Return to Timeline of the History of Computers
Dell is an American multinational computer technology company that develops, sells, repairs, and supports computers and related products and services. Named after its founder, Michael Dell, the company is one of the largest technology corporations in the world, employing more than 165,000 people in the U.S. and around the world.[3] It is one of the biggest PC product companies in the world.
Dell sells personal computers (PCs), servers, data storage devices, network switches, software, computer peripherals, HDTVs, cameras, printers and electronics built by other manufacturers. The company is well known for its innovations in supply chain management and electronic commerce, particularly its direct-sales model and its “build-to-order” or “configure to order” approach to manufacturing—delivering individual PCs configured to customer specifications.[4][5] Dell was a pure hardware vendor for much of its existence, but with the acquisition in 2009 of Perot Systems, Dell entered the market for IT services. The company has since made additional acquisitions in storage and networking systems, with the aim of expanding their portfolio from offering computers only to delivering complete solutions[buzzword] for enterprise customers.[6][7]
Dell was listed at number 51 in the Fortune 500 list, until 2014.[8] After going private in 2013, the newly confidential nature of its financial information prevents the company from being ranked by Fortune. As of July 2020, it is the third-largest PC vendor in the world after Lenovo and Hewlett-Packard (HP).[9] Dell is the largest shipper of PC monitors worldwide.[10] Dell is the sixth-largest company in Texas by total revenue, according to Fortune magazine.[11] It is the second-largest non-oil company in Texas (behind AT&T) and the largest company in the Greater Austin area.[12] It was a publicly traded company (NASDAQ: DELL), as well as a component of the NASDAQ-100 and S&P 500, until it was taken private in a leveraged buyout which closed on October 30, 2013.

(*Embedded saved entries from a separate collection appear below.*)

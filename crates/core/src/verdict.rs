//! Triage outcomes.
//!
//! A tier carries its recommendation, urgency colour and advice together, so the three can never
//! disagree with one another.

use serde::Serialize;
use std::fmt;

/// Display urgency attached to a tier, lowest first.
#[derive(Debug, Clone, Copy, PartialEq, Eq, PartialOrd, Ord, Hash, Serialize)]
#[serde(rename_all = "snake_case")]
pub enum Urgency {
    Low,
    Medium,
    High,
    Critical,
}

impl Urgency {
    /// Colour used by the results view, as `#RRGGBB`.
    pub const fn color_hex(self) -> &'static str {
        match self {
            Urgency::Critical => "#B71C1C",
            Urgency::High => "#E65100",
            Urgency::Medium => "#FFB300",
            Urgency::Low => "#33691E",
        }
    }

    pub const fn label(self) -> &'static str {
        match self {
            Urgency::Low => "low",
            Urgency::Medium => "medium",
            Urgency::High => "high",
            Urgency::Critical => "critical",
        }
    }
}

impl fmt::Display for Urgency {
    fn fmt(&self, f: &mut fmt::Formatter<'_>) -> fmt::Result {
        f.write_str(self.label())
    }
}

/// The four ranked triage recommendations.
#[derive(Debug, Clone, Copy, PartialEq, Eq, Hash, Serialize)]
#[serde(rename_all = "snake_case")]
pub enum TriageTier {
    Emergency,
    Urgent,
    Telehealth,
    SelfCare,
}

impl TriageTier {
    pub const ALL: [TriageTier; 4] = [
        TriageTier::Emergency,
        TriageTier::Urgent,
        TriageTier::Telehealth,
        TriageTier::SelfCare,
    ];

    /// Stable machine-readable tag, matching the serde representation.
    pub const fn tag(self) -> &'static str {
        match self {
            TriageTier::Emergency => "emergency",
            TriageTier::Urgent => "urgent",
            TriageTier::Telehealth => "telehealth",
            TriageTier::SelfCare => "self_care",
        }
    }

    pub const fn recommendation(self) -> &'static str {
        match self {
            TriageTier::Emergency => "Seek immediate emergency care",
            TriageTier::Urgent => "Schedule an appointment with a doctor",
            TriageTier::Telehealth => "Consider a telehealth consultation",
            TriageTier::SelfCare => "Self-care at home",
        }
    }

    pub const fn urgency(self) -> Urgency {
        match self {
            TriageTier::Emergency => Urgency::Critical,
            TriageTier::Urgent => Urgency::High,
            TriageTier::Telehealth => Urgency::Medium,
            TriageTier::SelfCare => Urgency::Low,
        }
    }

    pub const fn advice(self) -> &'static str {
        match self {
            TriageTier::Emergency => {
                "Your symptoms may indicate a serious condition that requires immediate medical \
                 attention. Please go to the nearest emergency room or call emergency services."
            }
            TriageTier::Urgent => {
                "Your symptoms are concerning and should be evaluated by a healthcare professional \
                 within 24-48 hours."
            }
            TriageTier::Telehealth => {
                "Your symptoms warrant medical attention, but may not need an in-person visit. \
                 A telehealth consultation could help determine next steps."
            }
            TriageTier::SelfCare => {
                "Your symptoms appear to be mild. Rest, stay hydrated, and take over-the-counter \
                 medications as appropriate. If symptoms worsen or persist beyond 7 days, consult \
                 a healthcare provider."
            }
        }
    }
}

impl fmt::Display for TriageTier {
    fn fmt(&self, f: &mut fmt::Formatter<'_>) -> fmt::Result {
        f.write_str(self.recommendation())
    }
}

/// Result of classifying one assessment.
#[derive(Debug, Clone, Copy, PartialEq, Eq, Serialize)]
pub struct TriageVerdict {
    tier: TriageTier,
    rule: &'static str,
}

impl TriageVerdict {
    pub(crate) fn new(tier: TriageTier, rule: &'static str) -> Self {
        Self { tier, rule }
    }

    pub fn tier(&self) -> TriageTier {
        self.tier
    }

    pub fn recommendation(&self) -> &'static str {
        self.tier.recommendation()
    }

    pub fn urgency(&self) -> Urgency {
        self.tier.urgency()
    }

    pub fn color_hex(&self) -> &'static str {
        self.tier.urgency().color_hex()
    }

    pub fn advice(&self) -> &'static str {
        self.tier.advice()
    }

    /// Name of the cascade rule that produced this verdict.
    pub fn rule(&self) -> &'static str {
        self.rule
    }
}

#[cfg(test)]
mod tests {
    use super::*;

    #[test]
    fn test_urgency_rank_follows_tier_rank() {
        let urgencies: Vec<Urgency> = TriageTier::ALL.iter().map(|t| t.urgency()).collect();
        assert_eq!(
            urgencies,
            vec![Urgency::Critical, Urgency::High, Urgency::Medium, Urgency::Low]
        );
        assert!(Urgency::Low < Urgency::Medium);
        assert!(Urgency::High < Urgency::Critical);
    }

    #[test]
    fn test_colors_match_results_palette() {
        assert_eq!(TriageTier::Emergency.urgency().color_hex(), "#B71C1C");
        assert_eq!(TriageTier::Urgent.urgency().color_hex(), "#E65100");
        assert_eq!(TriageTier::Telehealth.urgency().color_hex(), "#FFB300");
        assert_eq!(TriageTier::SelfCare.urgency().color_hex(), "#33691E");
    }

    #[test]
    fn test_advice_text_is_continuous_prose() {
        for tier in TriageTier::ALL {
            assert!(!tier.advice().contains("  "), "double space in {:?}", tier);
        }
        assert!(TriageTier::Urgent.advice().contains("24-48 hours"));
    }


    #[test]
    fn test_tier_tag_matches_serde() {
        for tier in TriageTier::ALL {
            let json = serde_json::to_string(&tier).unwrap();
            assert_eq!(json, format!("\"{}\"", tier.tag()));
        }
    }
}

In 2015, Dell acquired the enterprise technology firm EMC Corporation; following the completion of the purchase, Dell and EMC became divisions of Dell Technologies. Dell EMC as a part of Dell Technologies focus on sells data storage, information security, virtualization, analytics, cloud computing and other related products and services.[13]
History of Dell
Dell traces its origins to 1984, when Michael Dell created Dell Computer Corporation, which at the time did business as PC’s Limited,[14][15] while a student of the University of Texas at Austin. The dorm-room headquartered company sold IBM PC-compatible computers built from stock components.[16] Dell dropped out of school to focus full-time on his fledgling business, after getting $1,000 in expansion-capital from his family. In 1985, the company produced the first computer of its own design, the Turbo PC, which sold for $795.[17] PC’s Limited advertised its systems in national computer magazines for sale directly to consumers and custom assembled each ordered unit according to a selection of options. The company grossed more than $73 million in its first year of operation.

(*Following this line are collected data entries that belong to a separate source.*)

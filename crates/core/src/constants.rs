//! Constants used throughout the Axiom core crate.
//!
//! Bounds and defaults live here so the classifier, the history store and the API layers agree
//! on a single set of values.

/// Shortest symptom duration accepted by an assessment, in days.
pub const MIN_DURATION_DAYS: u32 = 1;

/// Longest symptom duration accepted by an assessment, in days.
pub const MAX_DURATION_DAYS: u32 = 14;

/// Durations strictly above this many days escalate to the urgent tier.
pub const PROLONGED_DURATION_DAYS: u32 = 7;

/// Default number of triage records kept per user when no limit is configured.
pub const DEFAULT_HISTORY_LIMIT: usize = 100;

/// Separator used when symptom sets are stored as a single string.
pub const SYMPTOM_LIST_SEPARATOR: &str = ", ";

In 1986, Michael Dell brought in Lee Walker, a 51-year-old venture capitalist, as president and chief operating officer, to serve as Dell’s mentor and implement Dell’s ideas for growing the company. Walker was also instrumental in recruiting members to the board of directors when the company went public in 1988. Walker retired in 1990 due to health, and Michael Dell hired Morton Meyerson, former CEO and president of Electronic Data Systems to transform the company from a fast-growing medium-sized firm into a billion-dollar enterprise.[18]
The company dropped the PC’s Limited name in 1987 to become Dell Computer Corporation and began expanding globally. In June 1988, Dell’s market capitalization grew from $30 million to $80 million from its June 22 initial public offering of 3.5 million shares at $8.50 a share.[19] In 1992, Fortune magazine included Dell Computer Corporation in its list of the world’s 500 largest companies, making Michael Dell the youngest CEO of a Fortune 500 company ever.[20]

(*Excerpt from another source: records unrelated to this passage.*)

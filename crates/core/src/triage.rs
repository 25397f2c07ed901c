//! Rule-based symptom triage.
//!
//! Classification walks an ordered cascade of rules and stops at the first one whose predicate
//! holds. Anything no rule claims falls through to self-care. The cascade order is the precedence:
//! tiers are never blended.
//!
//! | Order | Rule | Condition | Tier |
//! | --- | --- | --- | --- |
//! | 1 | `emergency` | very severe, or a red-flag symptom at any severity above mild | Emergency |
//! | 2 | `urgent` | severe, or symptoms lasting more than 7 days | Urgent |
//! | 3 | `telehealth` | moderate | Telehealth |
//! | - | `self_care` | otherwise | Self-care |

use crate::constants::PROLONGED_DURATION_DAYS;
use crate::{
    DurationDays, SeverityLevel, SymptomSet, TriageError, TriageResult, TriageTier, TriageVerdict,
};

/// A validated (symptoms, severity, duration) triple.
#[derive(Debug, Clone, PartialEq, Eq)]
pub struct TriageAssessment {
    pub symptoms: SymptomSet,
    pub severity: SeverityLevel,
    pub duration: DurationDays,
}

impl TriageAssessment {
    pub fn new(symptoms: SymptomSet, severity: SeverityLevel, duration: DurationDays) -> Self {
        Self {
            symptoms,
            severity,
            duration,
        }
    }

    /// Builds an assessment from raw checklist, radio group and slider values.
    ///
    /// # Errors
    ///
    /// Returns `TriageError::InvalidInput` if no symptoms are given, a symptom or the severity is
    /// not recognised, or the duration is out of range.
    pub fn from_tokens<T: AsRef<str>>(
        symptoms: &[T],
        severity: &str,
        duration_days: u32,
    ) -> TriageResult<Self> {
        Ok(Self {
            symptoms: SymptomSet::from_tokens(symptoms)?,
            severity: SeverityLevel::parse_token(severity)?,
            duration: DurationDays::new(duration_days)?,
        })
    }
}

/// One step of the cascade.
#[derive(Clone, Copy)]
pub struct TriageRule {
    pub name: &'static str,
    pub applies: fn(&TriageAssessment) -> bool,
    pub tier: TriageTier,
}

impl std::fmt::Debug for TriageRule {
    fn fmt(&self, f: &mut std::fmt::Formatter<'_>) -> std::fmt::Result {
        f.debug_struct("TriageRule")
            .field("name", &self.name)
            .field("tier", &self.tier)
            .finish()
    }
}

fn emergency(a: &TriageAssessment) -> bool {
    a.severity == SeverityLevel::VerySevere
        || (a.symptoms.has_red_flag() && a.severity != SeverityLevel::Mild)
}

fn urgent(a: &TriageAssessment) -> bool {
    a.severity == SeverityLevel::Severe || a.duration.exceeds(PROLONGED_DURATION_DAYS)
}

fn telehealth(a: &TriageAssessment) -> bool {
    a.severity == SeverityLevel::Moderate
}

/// The ordered cascade, highest precedence first.
pub const TRIAGE_RULES: [TriageRule; 3] = [
    TriageRule {
        name: "emergency",
        applies: emergency,
        tier: TriageTier::Emergency,
    },
    TriageRule {
        name: "urgent",
        applies: urgent,
        tier: TriageTier::Urgent,
    },
    TriageRule {
        name: "telehealth",
        applies: telehealth,
        tier: TriageTier::Telehealth,
    },
];

/// Rule name reported when nothing in the cascade matches.
pub const FALLBACK_RULE: &str = "self_care";

/// Stateless triage classifier.
#[derive(Debug, Default, Clone, Copy)]
pub struct TriageClassifier;

impl TriageClassifier {
    pub fn new() -> Self {
        Self
    }

    /// Classifies a symptom set, severity and duration.
    ///
    /// # Errors
    ///
    /// Returns `TriageError::InvalidInput` if `symptoms` is empty.
    pub fn classify(
        &self,
        symptoms: &SymptomSet,
        severity: SeverityLevel,
        duration: DurationDays,
    ) -> TriageResult<TriageVerdict> {
        if symptoms.is_empty() {
            return Err(TriageError::InvalidInput(
                "at least one symptom must be selected".into(),
            ));
        }
        let assessment = TriageAssessment::new(symptoms.clone(), severity, duration);
        Ok(self.classify_assessment(&assessment))
    }

    /// Classifies an already validated assessment. Always yields a verdict.
    pub fn classify_assessment(&self, assessment: &TriageAssessment) -> TriageVerdict {
        let verdict = TRIAGE_RULES
            .iter()
            .find(|rule| (rule.applies)(assessment))
            .map(|rule| TriageVerdict::new(rule.tier, rule.name))
            .unwrap_or_else(|| TriageVerdict::new(TriageTier::SelfCare, FALLBACK_RULE));

        tracing::debug!(
            rule = verdict.rule(),
            tier = verdict.tier().tag(),
            severity = %assessment.severity,
            duration_days = assessment.duration.get(),
            "triage rule fired"
        );

        verdict
    }

    /// Validates raw tokens and classifies them.
    ///
    /// # Errors
    ///
    /// Returns `TriageError::InvalidInput` under the same conditions as
    /// [`TriageAssessment::from_tokens`].
    pub fn classify_tokens<T: AsRef<str>>(
        &self,
        symptoms: &[T],
        severity: &str,
        duration_days: u32,
    ) -> TriageResult<TriageVerdict> {
        let assessment = TriageAssessment::from_tokens(symptoms, severity, duration_days)?;
        Ok(self.classify_assessment(&assessment))
    }
}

In 1993, to complement its own direct sales channel Dell planned to sell PCs at big-box retail outlets such as Wal-Mart, which would have brought in an additional $125 million in annual revenue. Bain consultant Kevin Rollins persuaded Michael Dell to pull out of these deals, believing they would be money losers in the long run.[21] Margins at retail were thin at best and Dell left the reseller channel in 1994.[22] Rollins would soon join Dell full-time and eventually become the company President and CEO.